We were taken back to her room to wait while the sedation wore off so we could go home. She had to drink four ounces of water and keep it down before she could be released. She didn't have any trouble keeping it down, but she only drinks in tiny sips, so it took a while to get four ounces of water into her. They finally cut her loose at about 2:00. She had not had anything to eat or drink since midnight, aside from the four ounces of water, so she was hungry and pissed off. She yelled the whole time I was carrying her out - awkwardly, as she's getting pretty tall these days - and sat down in the middle of the sidewalk in front of the main doors to the hospital, still dressed in her monkey jammies, where she announced, "I want to stay here." She has totally got the passive resistance thing DOWN. Frankly, I'm surprised security didn't come out to check my I.D. and make sure I wasn't hauling off somebody else's screaming kid.

Once I got her home, she was quite happy to be set up in my bed with some soft pillows and cartoons on the t.v. She seemed to feel fine, albeit a little sleepy. I was worried that the wild screaming behavior was going to go on for a while, but she actually settled in pretty well. She asked for some juice, and sipped on that for a while, but only got a couple of tablespoons of liquid since the lid on the sippy cup I gave her only drips a few drops at a time.

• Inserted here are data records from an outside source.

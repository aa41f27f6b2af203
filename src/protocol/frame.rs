//! Frame struct with typed accessors.
//!
//! Represents a complete protocol frame: header, optional channel name and
//! payload. Uses `bytes::Bytes` for zero-copy payload sharing.
//!
//! # Example
//!
//! ```
//! use sidenet::protocol::Frame;
//! use sidenet::{ChannelName, Direction};
//! use bytes::Bytes;
//!
//! let channel: ChannelName = "demo:main".parse().unwrap();
//! let frame = Frame::login(Direction::ToClient, channel, 4, Bytes::from_static(b"hello"));
//!
//! assert_eq!(frame.login_index(), 4);
//! assert_eq!(frame.payload(), b"hello");
//! ```

use bytes::Bytes;

use super::wire_format::{flags, Header, HEADER_SIZE, NO_LOGIN_INDEX};
use crate::bus::ChannelName;
use crate::direction::Direction;
use crate::error::{Error, Result};

/// Separator between names in REGISTER/UNREGISTER payloads.
const NAME_SEPARATOR: u8 = 0;

/// Length field for `body`, saturated at `u32::MAX`.
///
/// A saturated length never passes the payload limit, so an oversized
/// body is rejected rather than written with a truncated length.
fn wire_len(body: &[u8]) -> u32 {
    u32::try_from(body.len()).unwrap_or(u32::MAX)
}

/// A complete protocol frame.
#[derive(Debug, Clone)]
pub struct Frame {
    /// Decoded header.
    pub header: Header,
    /// Channel the payload belongs to (`None` for control frames).
    pub channel: Option<ChannelName>,
    /// Payload bytes (zero-copy via `bytes::Bytes`).
    pub payload: Bytes,
}

impl Frame {
    /// Create a new frame from its parts. `header.channel_len` must match.
    pub fn new(header: Header, channel: Option<ChannelName>, payload: Bytes) -> Self {
        Self {
            header,
            channel,
            payload,
        }
    }

    /// Build a play-phase payload frame.
    pub fn play(direction: Direction, channel: ChannelName, payload: Bytes) -> Self {
        Self::data(Header::direction_flags(direction), NO_LOGIN_INDEX, channel, payload)
    }

    /// Build a login-phase payload frame tagged with `login_index`.
    pub fn login(direction: Direction, channel: ChannelName, login_index: i32, payload: Bytes) -> Self {
        Self::data(
            Header::direction_flags(direction) | flags::LOGIN,
            login_index,
            channel,
            payload,
        )
    }

    fn data(frame_flags: u8, login_index: i32, channel: ChannelName, payload: Bytes) -> Self {
        let header = Header::new(
            frame_flags,
            login_index,
            u16::try_from(channel.as_str().len()).unwrap_or(u16::MAX),
            wire_len(&payload),
        );
        Self::new(header, Some(channel), payload)
    }

    /// Build a REGISTER (or UNREGISTER) frame announcing `names`.
    pub fn registration<'a, I>(direction: Direction, register: bool, names: I) -> Self
    where
        I: IntoIterator<Item = &'a ChannelName>,
    {
        let mut body = Vec::new();
        for (i, name) in names.into_iter().enumerate() {
            if i > 0 {
                body.push(NAME_SEPARATOR);
            }
            body.extend_from_slice(name.as_str().as_bytes());
        }
        let kind = if register {
            flags::REGISTER
        } else {
            flags::UNREGISTER
        };
        let header = Header::new(
            Header::direction_flags(direction) | kind,
            NO_LOGIN_INDEX,
            0,
            wire_len(&body),
        );
        Self::new(header, None, Bytes::from(body))
    }

    /// Build the frame that ends the login phase.
    pub fn login_complete() -> Self {
        let header = Header::new(
            Header::direction_flags(Direction::ToClient) | flags::LOGIN_COMPLETE,
            NO_LOGIN_INDEX,
            0,
            0,
        );
        Self::new(header, None, Bytes::new())
    }

    /// Get a reference to the payload bytes.
    #[inline]
    pub fn payload(&self) -> &[u8] {
        &self.payload
    }

    /// Get a clone of the payload as Bytes (cheap, zero-copy).
    #[inline]
    pub fn payload_bytes(&self) -> Bytes {
        self.payload.clone()
    }

    #[inline]
    pub fn direction(&self) -> Direction {
        self.header.direction()
    }

    #[inline]
    pub fn login_index(&self) -> i32 {
        self.header.login_index
    }

    #[inline]
    pub fn is_login(&self) -> bool {
        self.header.is_login()
    }

    /// Parse the channel names carried by a REGISTER/UNREGISTER frame.
    ///
    /// Empty segments are skipped.
    pub fn registered_names(&self) -> Result<Vec<ChannelName>> {
        self.payload
            .split(|b| *b == NAME_SEPARATOR)
            .filter(|segment| !segment.is_empty())
            .map(|segment| {
                let text = std::str::from_utf8(segment).map_err(|_| {
                    Error::Protocol("Channel name is not valid UTF-8".to_string())
                })?;
                text.parse()
            })
            .collect()
    }

    /// Fail with `PayloadTooLarge` unless the payload fits in `max_payload_size`.
    pub fn check_payload_size(&self, max_payload_size: u32) -> Result<()> {
        if self.payload.len() > max_payload_size as usize {
            return Err(Error::PayloadTooLarge {
                size: self.payload.len(),
                max: max_payload_size,
            });
        }
        Ok(())
    }

    /// Encode the frame into one contiguous buffer.
    pub fn to_bytes(&self) -> Vec<u8> {
        let channel = self.channel_bytes();
        let mut buf = Vec::with_capacity(HEADER_SIZE + channel.len() + self.payload.len());
        buf.extend_from_slice(&self.header.encode());
        buf.extend_from_slice(channel);
        buf.extend_from_slice(&self.payload);
        buf
    }

    /// Channel name as raw bytes (empty for control frames).
    #[inline]
    pub fn channel_bytes(&self) -> &[u8] {
        self.channel
            .as_ref()
            .map(|c| c.as_str().as_bytes())
            .unwrap_or(&[])
    }
}

#[cfg(test)]
mod tests {
    use super::*;
    use crate::protocol::FrameBuffer;

    fn name(s: &str) -> ChannelName {
        s.parse().unwrap()
    }

    #[test]
    fn test_play_frame() {
        let frame = Frame::play(Direction::ToServer, name("demo:chat"), Bytes::from_static(b"hi"));

        assert_eq!(frame.direction(), Direction::ToServer);
        assert_eq!(frame.login_index(), NO_LOGIN_INDEX);
        assert!(!frame.is_login());
        assert_eq!(frame.header.channel_len, 9);
        assert_eq!(frame.payload(), b"hi");
    }

    #[test]
    fn test_login_frame_keeps_index() {
        let frame = Frame::login(Direction::ToClient, name("demo:hs"), 12, Bytes::new());

        assert!(frame.is_login());
        assert_eq!(frame.login_index(), 12);
        assert_eq!(frame.direction(), Direction::ToClient);
    }

    #[test]
    fn test_registration_names() {
        let names = [name("a:one"), name("b:two/sub")];
        let frame = Frame::registration(Direction::ToServer, true, names.iter());

        assert!(frame.header.is_register());
        assert!(frame.channel.is_none());
        assert_eq!(frame.payload(), b"a:one\0b:two/sub");
        assert_eq!(frame.registered_names().unwrap(), names.to_vec());
    }

    #[test]
    fn test_registration_rejects_bad_name() {
        let header = Header::new(flags::UNREGISTER, NO_LOGIN_INDEX, 0, 7);
        let frame = Frame::new(header, None, Bytes::from_static(b"NotGood"));
        assert!(frame.registered_names().is_err());
    }

    #[test]
    fn test_login_complete_is_control() {
        let frame = Frame::login_complete();
        assert!(frame.header.is_login_complete());
        assert!(frame.header.validate(u32::MAX).is_ok());
        assert!(frame.channel_bytes().is_empty());
    }

    #[test]
    fn test_payload_size_check() {
        let frame = Frame::play(Direction::ToServer, name("demo:big"), Bytes::from(vec![0u8; 65]));

        assert!(frame.check_payload_size(65).is_ok());
        match frame.check_payload_size(64) {
            Err(Error::PayloadTooLarge { size, max }) => assert_eq!((size, max), (65, 64)),
            other => panic!("expected PayloadTooLarge, got {:?}", other),
        }
        assert_eq!(frame.header.payload_length, 65);
    }

    #[test]
    fn test_to_bytes_parses_back() {
        let frame = Frame::login(Direction::ToServer, name("demo:hs"), 3, Bytes::from_static(b"xyz"));
        let bytes = frame.to_bytes();
        assert_eq!(bytes.len(), HEADER_SIZE + 7 + 3);

        let mut buffer = FrameBuffer::new();
        let frames = buffer.push(&bytes).unwrap();
        assert_eq!(frames.len(), 1);
        assert_eq!(frames[0].channel, Some(name("demo:hs")));
        assert_eq!(frames[0].login_index(), 3);
        assert_eq!(frames[0].payload(), b"xyz");
    }
}
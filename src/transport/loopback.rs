//! In-process connection between two endpoints.

use std::sync::Arc;

use tokio::io::duplex;

use super::connection::Connection;
use super::endpoint::Endpoint;
use crate::direction::LogicalSide;
use crate::error::{Error, Result};

/// Connect `server` and `client` over an in-memory duplex stream.
///
/// Both connections report `is_local() == true`. Returns
/// `(server_connection, client_connection)`; the login exchange is
/// already under way when this returns.
pub async fn loopback(server: &Endpoint, client: &Endpoint) -> Result<(Arc<Connection>, Arc<Connection>)> {
    if server.side() != LogicalSide::Server || client.side() != LogicalSide::Client {
        return Err(Error::Protocol(format!(
            "Loopback needs a server and a client endpoint, got {} and {}",
            server.side(),
            client.side()
        )));
    }

    let capacity = server
        .config()
        .read_buffer_size
        .max(client.config().read_buffer_size)
        .max(1);
    let (server_stream, client_stream) = duplex(capacity);

    let client_connection = client.open(client_stream, true).await?;
    let server_connection = server.open(server_stream, true).await?;
    Ok((server_connection, client_connection))
}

The big question, of course, is how she is going to do eating on her own from 7:30 a.m. to 7:30 p.m. every day. Part of this feeding protocol is that for eight weeks, she is under no pressure to eat if she doesn't want to. During this time her body is healing from the discomfort of years of medical interventions through her esophagus and stomach, and behaviorally we are all on vacation from trying to make her eat. I can offer her food, but I can't spoon-feed her or insist that she eat anything.

She's been doing pretty well with eating during the day for a few months, but we always have to spoon-feed her and insist that she finish her portion of food. I'm not sure how much she's going to eat if it's totally up to her. Lately, anytime we feed her, whoever is doing the feeding has to hold tightly onto the bowl of food or she will grab it and throw it on the floor. Same with drinks, or anything we are trying to eat ourselves. This does not make for peaceful family mealtimes, and dinner together out of the house is out of the question. I talked yesterday with the behavioral specialist who leads Susan's social skills playgroup about arranging some focused therapy just to deal with behavior at mealtimes.

So with all that said, this afternoon she has been calmly drinking lemonade through a straw, and ate about a third of a pudding cup by herself with no prodding from me. She actually brought the pudding cup to me and asked me to open it, then set it down on the table when she was done, without throwing it on the floor. I'm skeptical that she'll remain this cooperative once all the sedatives have fully left her system, but it's nice to have an early encouraging sign. I've got to figure out what I can tempt her with for dinner. Maybe I'll just let her have the rest of the pudding cup. Naturally we want her to eat a variety of healthy foods, but while we're on vacation from feeding-related stress, the important thing is just to let her have foods she likes.